Wherever a line of the records contains "CollapsedSet", copy that line.

((

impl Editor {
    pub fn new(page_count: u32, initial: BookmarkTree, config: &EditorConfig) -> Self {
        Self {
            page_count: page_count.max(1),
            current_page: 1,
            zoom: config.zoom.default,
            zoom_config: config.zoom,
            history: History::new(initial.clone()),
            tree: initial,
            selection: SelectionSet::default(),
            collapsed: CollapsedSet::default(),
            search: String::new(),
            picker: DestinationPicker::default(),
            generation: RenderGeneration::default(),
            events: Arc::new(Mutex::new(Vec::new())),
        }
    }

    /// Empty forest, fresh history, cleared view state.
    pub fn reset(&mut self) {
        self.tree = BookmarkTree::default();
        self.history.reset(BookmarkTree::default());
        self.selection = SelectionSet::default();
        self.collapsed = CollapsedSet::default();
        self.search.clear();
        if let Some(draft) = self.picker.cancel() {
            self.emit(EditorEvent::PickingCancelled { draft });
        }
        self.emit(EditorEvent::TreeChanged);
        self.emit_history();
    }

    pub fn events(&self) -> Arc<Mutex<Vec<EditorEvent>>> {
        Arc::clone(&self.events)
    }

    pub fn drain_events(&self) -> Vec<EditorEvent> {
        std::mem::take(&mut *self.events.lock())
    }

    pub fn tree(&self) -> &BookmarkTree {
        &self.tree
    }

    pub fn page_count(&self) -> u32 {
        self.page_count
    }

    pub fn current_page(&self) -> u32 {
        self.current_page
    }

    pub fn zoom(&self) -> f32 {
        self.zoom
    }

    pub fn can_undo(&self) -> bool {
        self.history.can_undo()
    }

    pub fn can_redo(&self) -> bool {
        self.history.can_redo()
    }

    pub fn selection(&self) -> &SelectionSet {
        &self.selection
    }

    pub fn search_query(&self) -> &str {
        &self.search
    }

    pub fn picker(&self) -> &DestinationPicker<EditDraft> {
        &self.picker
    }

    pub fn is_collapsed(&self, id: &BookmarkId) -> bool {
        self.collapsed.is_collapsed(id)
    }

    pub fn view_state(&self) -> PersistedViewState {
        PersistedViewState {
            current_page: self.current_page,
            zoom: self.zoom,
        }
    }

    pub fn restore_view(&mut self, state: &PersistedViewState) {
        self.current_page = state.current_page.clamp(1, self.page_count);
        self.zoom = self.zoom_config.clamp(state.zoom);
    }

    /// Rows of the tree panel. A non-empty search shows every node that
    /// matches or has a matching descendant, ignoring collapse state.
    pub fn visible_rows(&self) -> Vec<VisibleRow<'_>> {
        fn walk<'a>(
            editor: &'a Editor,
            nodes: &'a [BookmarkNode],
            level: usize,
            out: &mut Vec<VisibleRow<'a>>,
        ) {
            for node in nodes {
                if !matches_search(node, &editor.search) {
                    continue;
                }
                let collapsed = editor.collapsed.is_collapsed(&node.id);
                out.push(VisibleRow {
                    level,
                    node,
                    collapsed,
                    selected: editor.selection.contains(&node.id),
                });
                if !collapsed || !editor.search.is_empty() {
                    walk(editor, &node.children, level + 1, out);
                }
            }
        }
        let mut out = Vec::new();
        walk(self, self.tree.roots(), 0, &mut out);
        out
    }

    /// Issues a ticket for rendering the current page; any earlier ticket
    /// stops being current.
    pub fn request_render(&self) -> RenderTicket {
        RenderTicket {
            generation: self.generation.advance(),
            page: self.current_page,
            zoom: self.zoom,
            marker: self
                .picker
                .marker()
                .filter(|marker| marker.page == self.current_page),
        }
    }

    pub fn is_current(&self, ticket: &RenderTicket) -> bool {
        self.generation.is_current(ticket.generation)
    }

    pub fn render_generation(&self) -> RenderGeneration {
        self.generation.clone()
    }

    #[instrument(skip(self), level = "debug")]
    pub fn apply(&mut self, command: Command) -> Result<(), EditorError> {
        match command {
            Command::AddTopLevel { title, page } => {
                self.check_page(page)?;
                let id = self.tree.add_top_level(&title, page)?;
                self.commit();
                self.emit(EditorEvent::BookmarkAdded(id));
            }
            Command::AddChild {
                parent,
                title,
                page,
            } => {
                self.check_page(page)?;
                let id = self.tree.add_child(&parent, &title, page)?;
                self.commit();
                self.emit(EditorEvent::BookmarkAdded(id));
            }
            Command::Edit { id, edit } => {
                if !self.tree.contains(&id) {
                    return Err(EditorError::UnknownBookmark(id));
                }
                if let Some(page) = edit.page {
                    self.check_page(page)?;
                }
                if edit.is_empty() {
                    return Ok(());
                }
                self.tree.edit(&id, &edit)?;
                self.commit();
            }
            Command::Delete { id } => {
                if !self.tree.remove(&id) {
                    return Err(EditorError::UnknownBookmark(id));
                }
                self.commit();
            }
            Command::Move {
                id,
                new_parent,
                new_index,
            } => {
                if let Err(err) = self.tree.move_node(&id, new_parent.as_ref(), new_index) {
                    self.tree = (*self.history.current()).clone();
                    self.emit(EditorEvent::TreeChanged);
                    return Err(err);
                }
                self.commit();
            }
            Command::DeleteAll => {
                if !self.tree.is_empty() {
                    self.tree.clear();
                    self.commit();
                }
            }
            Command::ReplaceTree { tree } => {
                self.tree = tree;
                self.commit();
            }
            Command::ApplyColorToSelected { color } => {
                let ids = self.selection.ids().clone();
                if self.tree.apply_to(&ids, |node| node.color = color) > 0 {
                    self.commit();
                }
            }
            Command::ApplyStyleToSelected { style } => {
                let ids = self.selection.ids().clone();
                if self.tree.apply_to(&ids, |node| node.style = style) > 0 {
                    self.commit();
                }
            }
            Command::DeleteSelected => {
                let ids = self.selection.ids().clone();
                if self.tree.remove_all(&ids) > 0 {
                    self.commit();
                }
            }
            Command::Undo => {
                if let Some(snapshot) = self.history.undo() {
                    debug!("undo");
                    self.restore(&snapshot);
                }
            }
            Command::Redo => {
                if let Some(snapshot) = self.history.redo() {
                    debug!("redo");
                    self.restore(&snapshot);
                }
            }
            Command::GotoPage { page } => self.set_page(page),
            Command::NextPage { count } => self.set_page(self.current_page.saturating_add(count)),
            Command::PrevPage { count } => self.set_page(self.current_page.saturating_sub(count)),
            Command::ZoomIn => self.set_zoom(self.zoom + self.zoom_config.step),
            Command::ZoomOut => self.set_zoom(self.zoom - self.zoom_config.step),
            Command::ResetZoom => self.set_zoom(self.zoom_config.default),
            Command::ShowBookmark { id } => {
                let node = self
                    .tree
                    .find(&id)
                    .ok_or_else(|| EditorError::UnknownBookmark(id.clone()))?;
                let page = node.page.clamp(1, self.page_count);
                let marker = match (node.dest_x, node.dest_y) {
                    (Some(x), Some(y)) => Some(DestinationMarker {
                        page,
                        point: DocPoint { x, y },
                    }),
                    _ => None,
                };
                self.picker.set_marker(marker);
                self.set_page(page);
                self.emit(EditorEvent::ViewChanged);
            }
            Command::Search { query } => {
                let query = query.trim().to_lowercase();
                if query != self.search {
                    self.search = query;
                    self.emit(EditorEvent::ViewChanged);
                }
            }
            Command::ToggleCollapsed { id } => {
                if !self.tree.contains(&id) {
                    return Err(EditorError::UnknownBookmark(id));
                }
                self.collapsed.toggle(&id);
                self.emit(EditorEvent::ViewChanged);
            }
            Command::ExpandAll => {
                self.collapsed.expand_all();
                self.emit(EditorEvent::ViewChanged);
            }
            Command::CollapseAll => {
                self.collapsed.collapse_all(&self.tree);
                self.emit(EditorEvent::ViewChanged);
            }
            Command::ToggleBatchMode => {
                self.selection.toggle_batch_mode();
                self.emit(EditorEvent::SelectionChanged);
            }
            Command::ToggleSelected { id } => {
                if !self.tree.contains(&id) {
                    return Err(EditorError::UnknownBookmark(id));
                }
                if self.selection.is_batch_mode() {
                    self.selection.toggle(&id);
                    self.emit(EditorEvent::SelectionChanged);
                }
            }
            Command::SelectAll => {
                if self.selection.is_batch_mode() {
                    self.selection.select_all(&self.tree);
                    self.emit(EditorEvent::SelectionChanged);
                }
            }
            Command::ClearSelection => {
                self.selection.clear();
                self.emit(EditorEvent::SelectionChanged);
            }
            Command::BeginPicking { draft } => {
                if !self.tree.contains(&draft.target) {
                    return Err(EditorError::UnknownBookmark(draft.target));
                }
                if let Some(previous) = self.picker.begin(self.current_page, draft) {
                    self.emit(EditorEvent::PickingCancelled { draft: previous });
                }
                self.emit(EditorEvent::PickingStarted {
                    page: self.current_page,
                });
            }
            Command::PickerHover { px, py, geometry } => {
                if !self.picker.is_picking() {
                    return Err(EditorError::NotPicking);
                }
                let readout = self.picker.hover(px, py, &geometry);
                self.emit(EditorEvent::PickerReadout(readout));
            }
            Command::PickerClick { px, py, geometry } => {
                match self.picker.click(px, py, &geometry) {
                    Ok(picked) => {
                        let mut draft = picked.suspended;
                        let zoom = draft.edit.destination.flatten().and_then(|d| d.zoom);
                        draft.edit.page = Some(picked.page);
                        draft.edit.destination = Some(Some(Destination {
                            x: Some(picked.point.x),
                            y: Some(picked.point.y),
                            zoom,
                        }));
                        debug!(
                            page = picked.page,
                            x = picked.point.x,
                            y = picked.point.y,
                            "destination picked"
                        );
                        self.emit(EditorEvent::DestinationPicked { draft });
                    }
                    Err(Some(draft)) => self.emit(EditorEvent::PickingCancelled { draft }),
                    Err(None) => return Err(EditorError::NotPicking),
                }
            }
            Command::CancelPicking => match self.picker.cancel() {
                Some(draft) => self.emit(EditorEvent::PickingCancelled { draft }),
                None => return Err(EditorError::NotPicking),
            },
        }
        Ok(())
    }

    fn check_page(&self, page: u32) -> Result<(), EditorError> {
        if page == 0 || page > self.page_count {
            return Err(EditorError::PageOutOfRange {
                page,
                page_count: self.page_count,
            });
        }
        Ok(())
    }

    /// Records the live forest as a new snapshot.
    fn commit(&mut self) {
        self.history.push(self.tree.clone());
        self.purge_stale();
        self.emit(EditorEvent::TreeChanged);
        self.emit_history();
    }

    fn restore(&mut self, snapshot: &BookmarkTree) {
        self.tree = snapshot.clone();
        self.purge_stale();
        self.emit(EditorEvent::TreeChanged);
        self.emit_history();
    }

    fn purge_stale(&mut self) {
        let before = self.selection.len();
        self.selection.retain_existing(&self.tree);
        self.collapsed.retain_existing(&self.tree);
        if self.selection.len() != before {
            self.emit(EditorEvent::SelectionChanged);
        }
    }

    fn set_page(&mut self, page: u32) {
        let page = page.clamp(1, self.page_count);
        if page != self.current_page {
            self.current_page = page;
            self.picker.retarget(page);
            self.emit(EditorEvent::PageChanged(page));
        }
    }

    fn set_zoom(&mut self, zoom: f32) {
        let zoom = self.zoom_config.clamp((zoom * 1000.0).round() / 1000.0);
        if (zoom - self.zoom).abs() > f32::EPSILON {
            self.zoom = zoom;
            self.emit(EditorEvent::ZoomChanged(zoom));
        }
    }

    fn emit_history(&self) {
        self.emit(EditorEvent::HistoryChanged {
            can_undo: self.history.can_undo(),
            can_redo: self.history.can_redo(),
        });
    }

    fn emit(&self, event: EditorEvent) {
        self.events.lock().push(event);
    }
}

))

▸ Your response
            collapsed: CollapsedSet::default(),
        self.collapsed = CollapsedSet::default();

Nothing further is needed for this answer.